Alors que nous sommes confinés à l'intérieur de nos maisons pour laisser passer la vague de l'épidémie de Covid-19, les messages se multiplient pour rassurer le peuple de Dieu en s'appuyant sur les promesses, en particulier du psaume 91. Pourtant si nous confessons que les promesses de Dieu sont vraies et éternelles, leur interprétation, elle, est sujette à l'analogie des écritures, c'est à dire qu'on ne peut détacher un texte de la parole de Dieu et en faire une interprétation qui serait contredite par d'autres passages. Comment alors comprendre le psaume 91 à la lumière du reste de la Parole de Dieu ?

Le psaume des promesses

S’il y avait un hit-parade des psaumes, le psaume 91 serait assurément un de nos préférés : “Celui qui demeure à l’abri (ou dans le secret) du Très-haut repose à l’ombre du Tout-Puissant”. Suivent des promesses, plus rassurantes les unes que les autres : “[...] C’est lui qui te délivre du piège de l’oiseleur, de la peste et de ses ravages [...]  Tu ne craindras ni la terreur de la nuit ni la flèche qui vole de jour, ni la peste qui marche dans l’obscurité, ni la contagion qui frappe en plein midi.[...]

L’interprétation dangereuse

On dit “Amen ! Amen ! Alléluia !“ et on comprend “ Il ne peut rien m’arriver, il me suffit de croire ! Covid-19 ce n’est pas pour moi, vade retro Coronavirus ! Je peux même braver les consignes des autorités car Dieu me protège.”

Une fois qu’on a dit cela, deux conclusions logiques mais embarrassantes s’offrent à nous :

 La première c’est que hum, hum, ces chrétiens qui tombent malades (suivez mon regard), c’est qu’ils n’ont pas assez de foi, il ne sont pas assez proches de Dieu... et on glisse dans un esprit de jugement. 

La deuxième, c’est de penser que la souffrance n’est pas pour les chrétiens, ceux qui ont fait alliance avec Dieu, et si effectivement nous sommes atteints, alors que l'on croit, on croit, on croit... cela peut nous amener à penser que Dieu n’est pas fidèle à ses promesses, ou qu'il ne nous aime pas, ou alors qu’il n’est pas tout-puissant, pour arriver enfin à douter de son existence.
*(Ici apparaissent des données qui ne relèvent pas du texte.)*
//! Process-local service registry

use crate::config::RegistryConfig;
use crate::handle::{RemoteService, ServiceHandle};
use chrono::{DateTime, Utc};
use crossbar_core::{
    DiscoveryPayload, Health, Service, ServiceChange, ServiceChangeEvent,
    capabilities_match_term,
};
use dashmap::DashMap;
use futures::future::join_all;
use std::collections::{HashMap, HashSet};
use std::fmt;
use std::panic::{AssertUnwindSafe, catch_unwind};
use std::sync::Arc;
use std::sync::atomic::{AtomicU64, Ordering};
use tracing::{debug, info, warn};

type ChangeListener = Arc<dyn Fn(&ServiceChangeEvent) + Send + Sync>;

/// Where a discovery result was assembled from.
#[derive(Debug, Clone, Copy, PartialEq, Eq)]
pub enum DiscoverySource {
    /// No remote endpoints are configured; local table only
    Local,
    /// At least one remote endpoint was queried
    Remote,
}

impl fmt::Display for DiscoverySource {
    fn fmt(&self, f: &mut fmt::Formatter<'_>) -> fmt::Result {
        match self {
            Self::Local => write!(f, "local"),
            Self::Remote => write!(f, "remote"),
        }
    }
}

/// The outcome of one [`ServiceRegistry::discover`] call.
///
/// `discover` always resolves: per-endpoint failures land in `errors`
/// and the local table is always present in `services`.
pub struct DiscoveryResult {
    /// Local services plus deduplicated remote proxies
    pub services: Vec<ServiceHandle>,

    /// When the result was assembled
    pub timestamp: DateTime<Utc>,

    /// `Local` iff zero endpoints are configured
    pub source: DiscoverySource,

    /// One entry per failed endpoint
    pub errors: Vec<String>,
}

/// Process-local source of truth for services and their health.
///
/// Table operations (`register`, `unregister`, `get*`) are synchronous
/// and never suspend; `discover`, `health_status`, and `shutdown` may
/// suspend at the network boundary. One instance is typically shared per
/// process via [`shared`](crate::shared::shared), with
/// [`reset_shared`](crate::shared::reset_shared) for test isolation.
pub struct ServiceRegistry {
    config: RegistryConfig,
    services: DashMap<String, Arc<dyn Service>>,
    health_cache: DashMap<String, Health>,
    listeners: Arc<DashMap<u64, ChangeListener>>,
    next_listener_id: AtomicU64,
    http: reqwest::Client,
}

impl ServiceRegistry {
    /// Create a registry with the given configuration.
    pub fn new(config: RegistryConfig) -> Self {
        let http = reqwest::Client::builder()
            .timeout(config.discovery_timeout)
            .build()
            .expect("Failed to create HTTP client");

        Self {
            config,
            services: DashMap::new(),
            health_cache: DashMap::new(),
            listeners: Arc::new(DashMap::new()),
            next_listener_id: AtomicU64::new(0),
            http,
        }
    }

    /// Create a registry with the default configuration (no endpoints).
    pub fn with_defaults() -> Self {
        Self::new(RegistryConfig::default())
    }

    /// Insert or replace a service by id.
    ///
    /// Re-registering an existing id is an update, never a duplicate:
    /// listeners see `Updated` instead of `Registered`.
    pub fn register(&self, service: Arc<dyn Service>) {
        let id = service.id().to_string();
        let replaced = self.services.insert(id.clone(), service).is_some();

        let change = if replaced {
            ServiceChange::Updated
        } else {
            ServiceChange::Registered
        };
        info!(service_id = %id, updated = replaced, "Service registered");
        self.emit(ServiceChangeEvent::new(id, change));
    }

    /// Remove a service and its cached health.
    ///
    /// Unregistering an unknown id is a no-op: no event, no error.
    pub fn unregister(&self, id: &str) -> bool {
        if self.services.remove(id).is_none() {
            return false;
        }
        self.health_cache.remove(id);

        info!(service_id = %id, "Service unregistered");
        self.emit(ServiceChangeEvent::new(id, ServiceChange::Unregistered));
        true
    }

    /// Look up a service by id.
    pub fn get(&self, id: &str) -> Option<Arc<dyn Service>> {
        self.services.get(id).map(|entry| entry.value().clone())
    }

    /// All services carrying the given type tag.
    pub fn get_by_type(&self, service_type: &str) -> Vec<Arc<dyn Service>> {
        self.services
            .iter()
            .filter(|entry| entry.value().service_type() == service_type)
            .map(|entry| entry.value().clone())
            .collect()
    }

    /// All services matching a capability name or feature tag.
    ///
    /// Unscored; the term semantics mirror the matcher's exactly.
    pub fn get_by_capability(&self, term: &str) -> Vec<Arc<dyn Service>> {
        self.services
            .iter()
            .filter(|entry| capabilities_match_term(&entry.value().capabilities(), term))
            .map(|entry| entry.value().clone())
            .collect()
    }

    /// Number of locally registered services.
    pub fn len(&self) -> usize {
        self.services.len()
    }

    /// Whether the local table is empty.
    pub fn is_empty(&self) -> bool {
        self.services.is_empty()
    }

    /// Subscribe to change events. Drop the subscription's handle via
    /// [`ChangeSubscription::unsubscribe`] to stop receiving them.
    pub fn on_service_change<F>(&self, listener: F) -> ChangeSubscription
    where
        F: Fn(&ServiceChangeEvent) + Send + Sync + 'static,
    {
        let id = self.next_listener_id.fetch_add(1, Ordering::SeqCst);
        self.listeners.insert(id, Arc::new(listener));
        ChangeSubscription {
            id,
            listeners: self.listeners.clone(),
        }
    }

    /// Merge the local table with every configured remote endpoint.
    ///
    /// Remote entries not shadowed by a local id are wrapped as read-only
    /// proxies whose health is resolved per call. Endpoint failures
    /// accumulate in `errors`; this never rejects.
    pub async fn discover(&self) -> DiscoveryResult {
        let timestamp = Utc::now();
        let mut services: Vec<ServiceHandle> = self
            .services
            .iter()
            .map(|entry| ServiceHandle::Local(entry.value().clone()))
            .collect();

        if self.config.discovery_endpoints.is_empty() {
            debug!(locals = services.len(), "Discovery with no remote endpoints");
            return DiscoveryResult {
                services,
                timestamp,
                source: DiscoverySource::Local,
                errors: Vec::new(),
            };
        }

        let local_ids: HashSet<String> =
            services.iter().map(|h| h.id().to_string()).collect();

        let fetches = self
            .config
            .discovery_endpoints
            .iter()
            .map(|endpoint| self.fetch_endpoint(endpoint));
        let results = join_all(fetches).await;

        let mut errors = Vec::new();
        let mut seen_remote = HashSet::new();
        for (endpoint, result) in self.config.discovery_endpoints.iter().zip(results) {
            match result {
                Ok(descriptors) => {
                    for descriptor in descriptors {
                        if local_ids.contains(&descriptor.id)
                            || !seen_remote.insert(descriptor.id.clone())
                        {
                            continue;
                        }
                        services.push(ServiceHandle::Remote(RemoteService::new(
                            descriptor,
                            endpoint.clone(),
                            self.http.clone(),
                            self.config.health_timeout,
                        )));
                    }
                }
                Err(e) => {
                    warn!(endpoint = %endpoint, error = %e, "Discovery endpoint failed");
                    errors.push(format!("{}: {}", endpoint, e));
                }
            }
        }

        info!(
            total = services.len(),
            failed_endpoints = errors.len(),
            "Discovery complete"
        );
        DiscoveryResult {
            services,
            timestamp,
            source: DiscoverySource::Remote,
            errors,
        }
    }

    /// Check every local service's health concurrently.
    ///
    /// A throwing check becomes a synthetic offline report. Status
    /// transitions against the cached value emit `HealthChanged` before
    /// this returns; the cache is trusted only until the next cycle.
    pub async fn health_status(&self) -> HashMap<String, Health> {
        let snapshot: Vec<(String, Arc<dyn Service>)> = self
            .services
            .iter()
            .map(|entry| (entry.key().clone(), entry.value().clone()))
            .collect();

        let checks = snapshot.into_iter().map(|(id, service)| async move {
            let health = match service.health().await {
                Ok(health) => health,
                Err(e) => {
                    warn!(service_id = %id, error = %e, "Health check failed");
                    Health::offline(e.to_string())
                }
            };
            (id, health)
        });

        let mut statuses = HashMap::new();
        for (id, health) in join_all(checks).await {
            let previous = self.health_cache.insert(id.clone(), health.clone());
            if let Some(prev) = previous
                && prev.status != health.status
            {
                self.emit(ServiceChangeEvent::new(
                    id.clone(),
                    ServiceChange::HealthChanged {
                        previous: Some(prev),
                        current: health.clone(),
                    },
                ));
            }
            statuses.insert(id, health);
        }
        statuses
    }

    /// Shut down every local service (best-effort, concurrently), then
    /// clear the table, the health cache, and all listeners.
    pub async fn shutdown(&self) {
        let snapshot: Vec<Arc<dyn Service>> = self
            .services
            .iter()
            .map(|entry| entry.value().clone())
            .collect();

        let shutdowns = snapshot.into_iter().map(|service| async move {
            if let Err(e) = service.shutdown().await {
                warn!(service_id = service.id(), error = %e, "Service shutdown failed");
            }
        });
        join_all(shutdowns).await;

        self.services.clear();
        self.health_cache.clear();
        self.listeners.clear();
        info!("Registry shut down");
    }

    async fn fetch_endpoint(
        &self,
        endpoint: &str,
    ) -> Result<Vec<crossbar_core::DiscoveredService>, crate::RegistryError> {
        let response = self
            .http
            .get(endpoint)
            .header(reqwest::header::ACCEPT, "application/json")
            .send()
            .await?;

        if !response.status().is_success() {
            return Err(crate::RegistryError::EndpointStatus {
                endpoint: endpoint.to_string(),
                status: response.status().as_u16(),
            });
        }

        // Malformed bodies degrade to zero services rather than failing
        // the endpoint.
        match response.json::<DiscoveryPayload>().await {
            Ok(payload) => Ok(payload
                .into_descriptors()
                .into_iter()
                .map(|d| d.into_discovered(endpoint))
                .collect()),
            Err(e) => {
                warn!(endpoint = %endpoint, error = %e, "Unparseable discovery payload");
                Ok(Vec::new())
            }
        }
    }

    /// Synchronous fan-out; each listener is isolated from the others.
    fn emit(&self, event: ServiceChangeEvent) {
        let listeners: Vec<ChangeListener> = self
            .listeners
            .iter()
            .map(|entry| entry.value().clone())
            .collect();

        for listener in listeners {
            if catch_unwind(AssertUnwindSafe(|| listener(&event))).is_err() {
                warn!(service_id = %event.service_id, "Change listener panicked");
            }
        }
    }
}

/// Handle returned by [`ServiceRegistry::on_service_change`].
pub struct ChangeSubscription {
    id: u64,
    listeners: Arc<DashMap<u64, ChangeListener>>,
}

impl ChangeSubscription {
    /// Stop receiving change events.
    pub fn unsubscribe(self) {
        self.listeners.remove(&self.id);
    }
}
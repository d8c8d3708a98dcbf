//! Local and remote service handles

use crossbar_core::{Capability, CapabilitySource, DiscoveredService, Health, Service};
use std::sync::Arc;
use tracing::{debug, warn};

/// A capability-queryable handle returned by discovery.
///
/// Local and remote entries share one capability-query surface; only
/// `health()` differs behaviorally (in-process check vs. a per-call HTTP
/// request). Invoking a remote service's other capabilities is the
/// caller's concern, over whatever RPC the service speaks.
pub enum ServiceHandle {
    /// An in-process service owned by this registry's process
    Local(Arc<dyn Service>),
    /// A read-only proxy for a service learned from a discovery endpoint
    Remote(RemoteService),
}

impl ServiceHandle {
    /// Stable identifier.
    pub fn id(&self) -> &str {
        match self {
            Self::Local(service) => service.id(),
            Self::Remote(remote) => &remote.descriptor.id,
        }
    }

    /// Display name.
    pub fn name(&self) -> &str {
        match self {
            Self::Local(service) => service.name(),
            Self::Remote(remote) => &remote.descriptor.name,
        }
    }

    /// Type tag.
    pub fn service_type(&self) -> &str {
        match self {
            Self::Local(service) => service.service_type(),
            Self::Remote(remote) => &remote.descriptor.service_type,
        }
    }

    /// Advertised capabilities.
    pub fn capabilities(&self) -> Vec<Capability> {
        match self {
            Self::Local(service) => service.capabilities(),
            Self::Remote(remote) => remote.descriptor.capabilities.clone(),
        }
    }

    /// Whether this handle proxies a remote entry.
    pub fn is_remote(&self) -> bool {
        matches!(self, Self::Remote(_))
    }

    /// Compute a fresh health report.
    ///
    /// A failing local check or an unreachable remote both degrade to an
    /// offline report carrying the error; this never propagates.
    pub async fn health(&self) -> Health {
        match self {
            Self::Local(service) => match service.health().await {
                Ok(health) => health,
                Err(e) => {
                    warn!(service_id = service.id(), error = %e, "Local health check failed");
                    Health::offline(e.to_string())
                }
            },
            Self::Remote(remote) => remote.health().await,
        }
    }
}

impl CapabilitySource for ServiceHandle {
    fn source_id(&self) -> &str {
        self.id()
    }

    fn capability_set(&self) -> Vec<Capability> {
        self.capabilities()
    }
}

/// Read-only proxy for a service discovered on a remote node.
///
/// Health is resolved per call with a fresh request to
/// `{discovery_endpoint}/{id}/health`; nothing is cached here.
pub struct RemoteService {
    /// The descriptor captured at discovery time
    pub descriptor: DiscoveredService,

    /// The discovery endpoint this entry came from
    pub discovery_endpoint: String,

    client: reqwest::Client,
    health_timeout: std::time::Duration,
}

impl RemoteService {
    /// Wrap a discovered entry as a proxy.
    pub fn new(
        descriptor: DiscoveredService,
        discovery_endpoint: impl Into<String>,
        client: reqwest::Client,
        health_timeout: std::time::Duration,
    ) -> Self {
        Self {
            descriptor,
            discovery_endpoint: discovery_endpoint.into(),
            client,
            health_timeout,
        }
    }

    /// Issue a fresh health request for this service.
    pub async fn health(&self) -> Health {
        let url = format!(
            "{}/{}/health",
            self.discovery_endpoint.trim_end_matches('/'),
            self.descriptor.id
        );

        let response = self
            .client
            .get(&url)
            .timeout(self.health_timeout)
            .send()
            .await;

        match response {
            Ok(response) if response.status().is_success() => {
                match response.json::<Health>().await {
                    Ok(health) => {
                        debug!(service_id = %self.descriptor.id, status = ?health.status, "Remote health check");
                        health
                    }
                    Err(e) => {
                        warn!(service_id = %self.descriptor.id, error = %e, "Unparseable health payload");
                        Health::offline(format!("invalid health payload: {}", e))
                    }
                }
            }
            Ok(response) => {
                warn!(
                    service_id = %self.descriptor.id,
                    status = %response.status(),
                    "Remote health check returned non-success"
                );
                Health::offline(format!("health endpoint returned {}", response.status()))
            }
            Err(e) => {
                warn!(service_id = %self.descriptor.id, error = %e, "Remote health check failed");
                Health::offline(e.to_string())
            }
        }
    }
}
Le diable désire tout à fait que nous pensions comme ça.

La souffrance, une autre réalité

L’autre réalité, ce sont ces frères et soeurs infectés à Mulhouse. Étaient-ils des incrédules ? Tout le contraire ! Ils jeûnaient et priaient pendant une semaine. Prenons aussi les exemples que nous donnent les vies des grands hommes de Dieu, de l’ancien et du nouveau testament. Paul par exemple, est-ce que des anges l’ont porté littéralement sur les mains de peur que son pied ne heurte contre une pierre ? (verset 11-12) il suffit de lire 1 Corinthiens 4:11-13 pour être persuadés du contraire. Job aussi par exemple, a eu les pires ennuis que l’on puisse avoir, y compris des amis qui lui serinaient les oreilles en lui disant que tout cela lui était arrivé parce qu’il n’était pas un juste. Que dit Dieu aux amis : “Ma colère est enflammée contre toi et contre tes deux amis parce que vous n’avez point parlé de moi avec droiture comme l’a fait mon serviteur Job.” (Job 42:7)

Cette interprétation est servie enfin à Jésus sur un plateau lors de la troisième tentation dans le désert, par Satan lui-même qui va utiliser ce psaume : " Le diable le conduisit encore à Jérusalem, le plaça sur le haut du temple, et lui dit : Si tu es Fils de Dieu, jette-toi d’ici en bas ; car il est écrit : Il donnera des ordres à ses anges à ton sujet, Afin qu’ils te gardent ; et  Ils te porteront sur les mains, De peur que ton pied ne heurte contre une pierre" et Jésus ne répond pas en disant "Tu as raison, si les Écritures le disent eh bien on va le faire “ mais par le verset “Tu ne tenteras pas le Seigneur ton Dieu.”  (Luc 4:12) qui est lui-même une citation de la loi (Deutéronome 6:16) . C'est en cela que l'interprétation est non seulement dangereuse, mais aussi diabolique.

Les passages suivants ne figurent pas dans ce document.